Alors même que, selon diverses sources, plus d’un tiers des PME serait détenue par l’intermédiaire d’une holding (la proportion étant de 62% dans le segment des grosses PME et de la quasi-totalité pour les ETI) la simple détention d’une holding patrimoniale induit-elle désormais l’existence d’un risque fiscal ?

Étonnamment une société holding ne répond à aucune définition juridique précise bien que le droit fiscal lui consacre plusieurs dispositions.
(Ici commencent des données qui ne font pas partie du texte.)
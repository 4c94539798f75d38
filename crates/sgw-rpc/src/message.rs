//! Wire schema

use crate::error::RpcFailure;
use serde::{Deserialize, Serialize};
use sgw_capability::Capability;
use sgw_scene::{ModelSummary, Mutation, NodeRef};
use std::fmt;

/// Correlation id of one mutation request
#[derive(Debug, Clone, Copy, PartialEq, Eq, PartialOrd, Ord, Hash, Serialize, Deserialize)]
#[serde(transparent)]
pub struct RequestId(pub u64);

impl fmt::Display for RequestId {
    fn fmt(&self, f: &mut fmt::Formatter<'_>) -> fmt::Result {
        write!(f, "#{}", self.0)
    }
}

/// Mutation request: sandbox -> host
#[derive(Debug, Clone, PartialEq, Serialize, Deserialize)]
pub struct RpcRequest {
    pub id: RequestId,
    pub target: NodeRef,
    pub mutation: Mutation,
}

impl RpcRequest {
    /// Capability the host must find before applying this request
    #[inline]
    #[must_use]
    pub fn required_capability(&self) -> Capability {
        required_capability(&self.mutation)
    }
}

/// Completion of a request: host -> sandbox
#[derive(Debug, Clone, PartialEq, Eq, Serialize, Deserialize)]
pub struct RpcResponse {
    pub id: RequestId,
    pub result: Result<(), RpcFailure>,
}

impl RpcResponse {
    #[inline]
    #[must_use]
    pub fn applied(id: RequestId) -> Self {
        Self { id, result: Ok(()) }
    }

    #[inline]
    #[must_use]
    pub fn failed(id: RequestId, failure: RpcFailure) -> Self {
        Self {
            id,
            result: Err(failure),
        }
    }

    #[inline]
    #[must_use]
    pub fn is_applied(&self) -> bool {
        self.result.is_ok()
    }
}

/// Messages delivered into the sandbox
#[derive(Debug, Clone, PartialEq, Serialize, Deserialize)]
#[serde(tag = "type", content = "payload", rename_all = "kebab-case")]
pub enum ToWorklet {
    /// A model finished loading (or was swapped)
    ModelChange(ModelSummary),
    /// A previously issued request completed
    Response(RpcResponse),
    /// Tear down the sandbox
    Terminate,
}

/// Messages emitted by the sandbox
#[derive(Debug, Clone, PartialEq, Serialize, Deserialize)]
#[serde(tag = "type", content = "payload", rename_all = "kebab-case")]
pub enum FromWorklet {
    /// Proxy write to apply on the live model
    Request(RpcRequest),
    /// Application-visible message (gated by `messaging`)
    PostMessage(serde_json::Value),
    /// Uncaught error inside a script callback
    ScriptError(String),
}

/// Capability guarding each mutation
#[must_use]
pub fn required_capability(mutation: &Mutation) -> Capability {
    match mutation {
        Mutation::SetBaseColorFactor(_)
        | Mutation::SetMetallicFactor(_)
        | Mutation::SetRoughnessFactor(_) => Capability::MaterialProperties,
        Mutation::SetImageUri(_) => Capability::Textures,
    }
}
//! Functions and types registered on the sandbox engine

use super::pending::Pending;
use super::proxy::{
    ImageProxy, MaterialProxy, ModelChangeEvent, ModelProxy, PbrProxy, TextureInfoProxy,
    TextureProxy,
};
use super::Shared;
use rhai::{Dynamic, Engine, EvalAltResult, FnPtr, ImmutableString};
use sgw_capability::Capability;
use sgw_rpc::{FromWorklet, RpcFailure};
use std::rc::Rc;

type ScriptResult<T> = Result<T, Box<EvalAltResult>>;

pub(super) fn register(engine: &mut Engine, shared: &Rc<Shared>) {
    register_proxies(engine);
    register_globals(engine, shared);
}

fn register_proxies(engine: &mut Engine) {
    engine
        .register_type_with_name::<ModelChangeEvent>("ModelChangeEvent")
        .register_get("model", ModelChangeEvent::model)
        .register_get("generation", ModelChangeEvent::generation);

    engine
        .register_type_with_name::<ModelProxy>("Model")
        .register_get("materials", ModelProxy::materials)
        .register_get("textures", ModelProxy::textures)
        .register_get("images", ModelProxy::images)
        .register_get("generation", ModelProxy::generation)
        .register_get("url", ModelProxy::url);

    engine
        .register_type_with_name::<MaterialProxy>("Material")
        .register_get("name", MaterialProxy::name)
        .register_get("index", MaterialProxy::index)
        .register_get("pbr_metallic_roughness", MaterialProxy::pbr_metallic_roughness)
        .register_get("emissive_factor", MaterialProxy::emissive_factor);

    engine
        .register_type_with_name::<PbrProxy>("PbrMetallicRoughness")
        .register_get("base_color_factor", PbrProxy::base_color_factor)
        .register_get("metallic_factor", PbrProxy::metallic_factor)
        .register_get("roughness_factor", PbrProxy::roughness_factor)
        .register_get("base_color_texture", PbrProxy::base_color_texture)
        .register_get(
            "metallic_roughness_texture",
            PbrProxy::metallic_roughness_texture,
        )
        .register_fn("set_base_color_factor", PbrProxy::set_base_color_factor)
        .register_fn("set_metallic_factor", PbrProxy::set_metallic_factor)
        .register_fn("set_roughness_factor", PbrProxy::set_roughness_factor);

    engine
        .register_type_with_name::<TextureInfoProxy>("TextureInfo")
        .register_get("texture", TextureInfoProxy::texture)
        .register_get("index", TextureInfoProxy::index)
        .register_get("tex_coord", TextureInfoProxy::tex_coord);

    engine
        .register_type_with_name::<TextureProxy>("Texture")
        .register_get("name", TextureProxy::name)
        .register_get("index", TextureProxy::index)
        .register_get("source", TextureProxy::source);

    engine
        .register_type_with_name::<ImageProxy>("Image")
        .register_get("name", ImageProxy::name)
        .register_get("uri", ImageProxy::uri)
        .register_get("mime_type", ImageProxy::mime_type)
        .register_get("index", ImageProxy::index)
        .register_fn("set_uri", ImageProxy::set_uri);

    // `catch` is reserved in rhai, hence `on_reject`
    engine
        .register_type_with_name::<Pending>("Pending")
        .register_fn("then", Pending::then)
        .register_fn("then", Pending::then_or)
        .register_fn("on_reject", Pending::on_reject)
        .register_get("is_settled", Pending::is_settled)
        .register_get("id", Pending::id);
}

fn register_globals(engine: &mut Engine, shared: &Rc<Shared>) {
    let state = Rc::clone(shared);
    engine.register_fn(
        "add_event_listener",
        move |event: ImmutableString, callback: FnPtr| {
            tracing::trace!(worklet = %state.worklet, event = %event, "listener added");
            state
                .listeners
                .borrow_mut()
                .push((event.to_string(), callback));
        },
    );

    let state = Rc::clone(shared);
    engine.register_fn("post_message", move |value: Dynamic| -> ScriptResult<()> {
        post_message(&state, &value)
    });

    let state = Rc::clone(shared);
    engine.register_fn("log", move |value: Dynamic| {
        let line = value.to_string();
        tracing::info!(target: "sgw::sandbox", worklet = %state.worklet, "{line}");
        state.console_line(line);
    });

    engine.register_fn("to_json", |value: Dynamic| -> ScriptResult<String> {
        let json: serde_json::Value = rhai::serde::from_dynamic(&value)?;
        serde_json::to_string(&json).map_err(|e| e.to_string().into())
    });

    engine.register_fn(
        "parse_json",
        |text: ImmutableString| -> ScriptResult<Dynamic> {
            let json: serde_json::Value =
                serde_json::from_str(&text).map_err(|e| -> Box<EvalAltResult> {
                    format!("invalid JSON: {e}").into()
                })?;
            rhai::serde::to_dynamic(json)
        },
    );
}

fn post_message(shared: &Shared, value: &Dynamic) -> ScriptResult<()> {
    if !shared.capabilities.contains(Capability::Messaging) {
        let denied = RpcFailure::CapabilityDenied {
            capability: Capability::Messaging,
        };
        return Err(denied.to_string().into());
    }
    if shared.terminated.get() {
        return Ok(());
    }
    let data: serde_json::Value = rhai::serde::from_dynamic(value)?;
    shared.send(FromWorklet::PostMessage(data));
    Ok(())
}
En pratique on distingue les holdings animatrices (ou actives), assimilées à des sociétés commerciales (et éligibles à de nombreux dispositifs fiscaux de faveur) et les holdings non animatrices (ou passives), dont l’activité est limitée à la détention de biens immobiliers ou mobiliers (notamment des titres de sociétés et des actifs financiers), activité civile par essence qui en tant que telle ne bénéficie d’aucun avantage fiscal particulier.

Ainsi, une foncière patrimoniale, une société civile de portefeuille ou une SAS ayant vendu ses actifs professionnels (sans envisager de réinvestissement dans d’autres activités commerciales) sont considérées comme de simples holdings patrimoniales dont la valeur des actifs est incluse dans l’assiette ISF de leurs associés.

Paradoxalement il est parfois plus intéressant et ou plus simple de détenir une holding non animatrice soumise à l’IS dans laquelle sont « encapsulés » des bénéfices (dividendes en particulier), permettant d’activer le plafonnement de l’ISF (celui-ci n’étant lui-même pas plafonné), plutôt que de détenir une holding animatrice dont la qualification d’outil de travail exonéré d’ISF reste, malheureusement, toujours incertaine faute de définition fiscale claire.

C’est de ce constat, tenant à l’intérêt de disposer d’une holding patrimoniale passive, qu’est née la clause anti-abus ISF adoptée dans le cadre de la Loi de Finances pour 2017.

I - Le plafonnement de l’ISF et ses enjeux

A/ Rappel historique

Historiquement, le plafonnement de l’ISF permettait aux redevables de réduire le montant de l’impôt dû lorsque le cumul de cette cotisation et de l’Impôt sur le Revenu excédait 70, puis 85% des revenus du contribuable.

L’article 6 de la loi de finances pour 1996 instaura un « plafonnement du plafonnement » pour, synthétiquement, restreindre à 50% de la cotisation brute d’ISF le bénéfice de ce mécanisme.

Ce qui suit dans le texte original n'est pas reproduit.